I downloaded my first MP3 back in 2000. I’d just gotten a new computer with a 4x CD-RW, and had big plans for my music collection. I wanted to try this Napster thing that I’d been hearing about, to see if I could find a few songs that I’d always liked but hadn’t bothered to by the CDs. I also wanted to rip songs from a few discs that I didn’t really like and sell them. Big plans.
I ditched Napster for AudioGalaxy, and my habit really took off. Not that I was one of those indiscriminate downloaders that would slurp anything and everything; I only downloaded albums that I’d heard about, stuff by bands that I kind of liked but wanted to be sure about before dropping $20 on a disc. See, up to this point I would only buy a CD if I was sure I’d like it; once in a while I’d take a chance on a new band based only on a review or advice from a friend, and that yielded some really great finds, but it also yielded a bunch of crap that took me to used CD stores a couple of times a year. Now, using AudioGalaxy, I could download an entire disc; if I liked three or more songs, I’d buy the disc. If not, I’d just keep the songs I liked and delete the rest.
So here it is, five years later. Both Napster and AudioGalaxy are dead. I no longer listen to the radio or watch any of the “music” channels on TV. Most of my music recommendations from blogs and a few sites offering sample MP3s, and my MP3 player has become my primary source of listening; my CDs are stacked like cordwood in shelves, never taken out of their cases. Some day I’ll sell them.
And yes, I download music using filesharing programs. I let people upload them too. Here’s how I justify it:
- Last year I bought 40 CDs. The year before that I bought over 60. That’s not many by some standards, but I know that the majority of the public doesn’t buy a CD a week. If the average CD costs $20, that means I spend $800 – $1200 a year on CDs alone. I can guarantee you that I would have bought less than half that many had I not been able to download & preview them before buying. In the last year I’d estimate that downloaded & kept maybe 100 songs using filesharing, so call that ~10 CDs worth. So I gave record labels $100 more last year because of filesharing than I would have otherwise.
- The recording industry has been screwing fans (not to mention the artists…but that’s for another post) for too long. The album format has been robbing us blind for years; how many of us stupidly bought CDs because we liked one or two songs, and when we got home discovered the rest of the disc was crap? I’ve traded or sold nearly 200 CDs since I bought my burner, and god knows how many before that. Assuming I paid $20 apiece and got $8 for it on resale, I paid more than $2,000 for the privilege of storing a CD that I only liked 1/10 of.

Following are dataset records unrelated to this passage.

//! Rebuilds the block structure of a multi-line macro from trimmed lines.

const INDENT_UNIT: usize = 4;

/// Nesting depth of `if`/`while`/`sub` blocks inside a macro.
#[derive(Debug, Clone, Copy, Default, PartialEq, Eq)]
pub struct IndentTracker {
    depth: usize,
}

impl IndentTracker {
    pub fn depth(&self) -> usize {
        self.depth
    }

    pub fn open_block(&mut self) {
        self.depth += 1;
    }

    /// Closing at depth zero is a no-op.
    pub fn close_block(&mut self) {
        self.depth = self.depth.saturating_sub(1);
    }

    pub fn reset(&mut self) {
        self.depth = 0;
    }

    pub fn prefix(&self) -> String {
        " ".repeat(self.depth * INDENT_UNIT)
    }
}

#[derive(Debug, Clone, Default)]
pub struct MacroAccumulator {
    body: String,
    indent: IndentTracker,
}

impl MacroAccumulator {
    pub fn new() -> Self {
        Self::default()
    }

    pub fn is_empty(&self) -> bool {
        self.body.is_empty()
    }

    pub fn body(&self) -> &str {
        &self.body
    }

    pub fn depth(&self) -> usize {
        self.indent.depth()
    }

    /// Appends one trimmed, non-empty line.
    pub fn push_line(&mut self, line: &str) {
        let Some(line) = strip_quotes(line) else {
            return;
        };

        if line.starts_with("end") {
            self.indent.close_block();
        }

        if !self.body.is_empty() {
            self.body.push('\n');
        }
        self.body.push_str(&self.indent.prefix());
        self.body.push_str(line);

        if ["if", "while", "sub"].iter().any(|kw| line.starts_with(kw)) {
            self.indent.open_block();
        }
    }

    /// Hands back the finished body and resets for the next macro.
    pub fn take(&mut self) -> String {
        self.indent.reset();
        std::mem::take(&mut self.body)
    }
}

/// Quotes around macro lines are optional, so one leading and one trailing
/// quote are dropped. `None` when nothing is left.
fn strip_quotes(line: &str) -> Option<&str> {
    let Some(rest) = line.strip_prefix('"') else {
        return Some(line);
    };
    let rest = rest.trim();
    if rest.is_empty() {
        return None;
    }
    Some(rest.strip_suffix('"').unwrap_or(rest))
}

- Now that the electronic options – iTunes, eMusic, Rhapsody, etc. – are there I’m happy to use them, but so far the selection is shit unless you want the same top 40 pap you hear on conventional radio. So that’s not really an option yet either. Thus, I’m still using filesharing.
Here’s a perfect example of what I’m talking about. For 2 or 3 years I’ve been waiting for Bob Mould to release an album called Body Of Song. He’s been talking about it forever, and I’ve been waiting with baited breath as it promised a return to form after his forays into electronica with Modulate and LoudBomb. Finally, in the spring of this year the MP3s leaked a month or two ahead of the album release (Bob railed against it here and then posted feedback here). I didn’t download it from the dodgy websites, but I picked it up a few days later once it reached the filesharing networks. As you can see by this post from May I fully intended to buy the disc anyway; I just couldn’t wait to give it a listen.
But there was a problem: I didn’t like it. It wasn’t bad, it just wasn’t my thing. Not surprising; pretty much every band/artist that I like had released a disc I just wasn’t into. Anyway, there were only three songs that I thought were good, and the rest ranged from not bad to…well, vocoder. I know I wouldn’t buy the disc, so I kept three songs and deleted the rest. Normally this would conclude my business with a particular disc, but since Bob pretty much funded it himself (and I have a lot of respect for the guy) I went to eMusic and downloaded the three songs I like. It’s one of the very few times a “legal” music download site has had the music I was looking for.
As for the RIAA, the CRIA and the rest of the industry stiffs, they can blow me. They’ve gotten fat and happy by being the only game in town, and now they’re buggy whip magnates railing against the advent of the automobile. Yes, there are people who abuse filesharing networks and never buy anything; they’re the same people who were too cheap to buy anything before and always just taped (or burned) everything off their friends. But the industry is painting someone like me, who buys more now because of filesharing, with the same brush that they use to paint these guys because they take the simplistic view that downloading is baaaad. Given half a chance they’d sue me.
Time to put them out to pasture. Time for things to change.